Claimant cleared of dishonesty despite 'wholly unreliable' evidence

John Hyde of the Law Society Gazette reports that "a High Court judge has rejected that a claimant suing a hospital was fundamentally dishonest – despite rejecting her evidence – because she believed she was telling the truth.


His Honour Judge Platts said he did not accept the evidence of Aileen Brint in Brint v Barking, Havering and Redbridge University Hospitals NHS Trust but this did not necessarily mean she had made up events or exaggerated her condition.


The fundamental dishonesty allegation had been made by the defendant on the eve of the 10-day trial last November, on the basis of the claimant’s pleaded case. The judge ruled that the claim failed on the issue of liability, but said he still wanted to address the issue of fundamental dishonesty because it was such an important and serious allegation.


He noted that the totality of her evidence, including cross examination lasting a day and a half, exposed its overall unreliability but not dishonesty.
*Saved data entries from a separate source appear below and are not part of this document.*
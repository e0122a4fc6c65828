use madrasati_core::db::open_db_in_memory;
use madrasati_core::model::catalog::{DAYS_PER_WEEK, PERIODS_PER_DAY};
use madrasati_core::{GradeLevel, Period, PortalConfig, SchoolPortal, Store, Subject, Weekday};

fn portal() -> SchoolPortal {
    let conn = open_db_in_memory().unwrap();
    SchoolPortal::new(Store::open(conn, &PortalConfig::default()))
}

#[test]
fn every_grade_has_a_five_by_six_week() {
    let mut portal = portal();

    for grade in GradeLevel::ALL {
        let week = portal.get_schedule(grade).unwrap();
        assert_eq!(week.days().len(), DAYS_PER_WEEK);
        for (day, expected) in week.days().iter().zip(Weekday::ALL) {
            assert_eq!(day.day, expected);
            assert_eq!(day.periods.len(), PERIODS_PER_DAY);
        }
    }
}

#[test]
fn updating_one_cell_changes_nothing_else() {
    let mut portal = portal();
    let before = portal.get_schedule(GradeLevel::Third).unwrap();
    let other_grade = portal.get_schedule(GradeLevel::Fourth).unwrap();

    portal
        .update_schedule_cell(GradeLevel::Third, 2, 4, Period::Subject(Subject::English))
        .unwrap();

    let after = portal.get_schedule(GradeLevel::Third).unwrap();
    for day in 0..DAYS_PER_WEEK {
        for period in 0..PERIODS_PER_DAY {
            if (day, period) == (2, 4) {
                assert_eq!(after.cell(day, period), Some(Period::Subject(Subject::English)));
            } else {
                assert_eq!(after.cell(day, period), before.cell(day, period));
            }
        }
    }
    assert_eq!(portal.get_schedule(GradeLevel::Fourth).unwrap(), other_grade);
}

#[test]
fn rest_and_empty_markers_round_trip_through_storage() {
    let mut portal = portal();

    portal
        .update_schedule_cell(GradeLevel::Fifth, 0, 3, Period::Rest)
        .unwrap();
    portal
        .update_schedule_cell(GradeLevel::Fifth, 0, 3, Period::Empty)
        .unwrap();
    portal
        .update_schedule_cell(GradeLevel::Fifth, 4, 5, Period::Rest)
        .unwrap();

    portal.reload();
    let week = portal.get_schedule(GradeLevel::Fifth).unwrap();
    assert_eq!(week.cell(0, 3), Some(Period::Empty));
    assert_eq!(week.cell(4, 5), Some(Period::Rest));
    assert_eq!(week.day(Weekday::Thursday).periods[5].label(), "Rest");
}

#[test]
fn out_of_range_indices_are_ignored_under_lenient_policy() {
    let mut portal = portal();
    let before = portal.get_schedule(GradeLevel::Second).unwrap();

    portal
        .update_schedule_cell(GradeLevel::Second, DAYS_PER_WEEK, 0, Period::Rest)
        .unwrap();
    portal
        .update_schedule_cell(GradeLevel::Second, 0, PERIODS_PER_DAY, Period::Rest)
        .unwrap();

    assert_eq!(portal.get_schedule(GradeLevel::Second).unwrap(), before);
}

#[test]
fn grade_one_carries_the_demo_days() {
    let mut portal = portal();
    let week = portal.get_schedule(GradeLevel::First).unwrap();

    assert_eq!(
        week.day(Weekday::Sunday).periods[0],
        Period::Subject(Subject::Quran)
    );
    assert_eq!(week.day(Weekday::Monday).periods[3], Period::Rest);
    assert_eq!(
        week.day(Weekday::Monday).periods[5],
        Period::Subject(Subject::PhysicalEducation)
    );
    assert!(week.day(Weekday::Tuesday).is_empty());
}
The judge said: ‘I am satisfied that the claimant genuinely believed in the truth of the evidence that she gave and that, applying the standards of ordinary decent people I find as a fact that although her evidence was wholly unreliable in the sense that I do not accept it, she has not been dishonest.’


The claim arose from an extravasation injury following a CT scan carried out in December 2013 at the King George Hospital in Ilford. She alleged that as a result of negligence she developed complex regional pain syndrome, post traumatic stress disorder and clinical depression causing her significant disability. The NHS trust attacked her reliability and credibility on almost every issue.


The judge said Brint’s evidence was on the whole ‘unconvincing and unreliable’ and her suggestion she was fit, healthy and active before 2013 was inconsistent with her extensive medical history. She failed to prove any breach of duty by the defendant and the claim failed on the issue of liability.


Addressing fundamental dishonesty, the judge said Brint’s evidence had to be viewed against the background of her psychological profile. He suggested that the lateness of the allegation suggested it was not previously considered appropriate, and he said it was telling that the defendant could only cite Brint’s ‘failure to give a satisfactory account’.

The judge added: ‘Failing to give a satisfactory account is very different from giving a false account.’"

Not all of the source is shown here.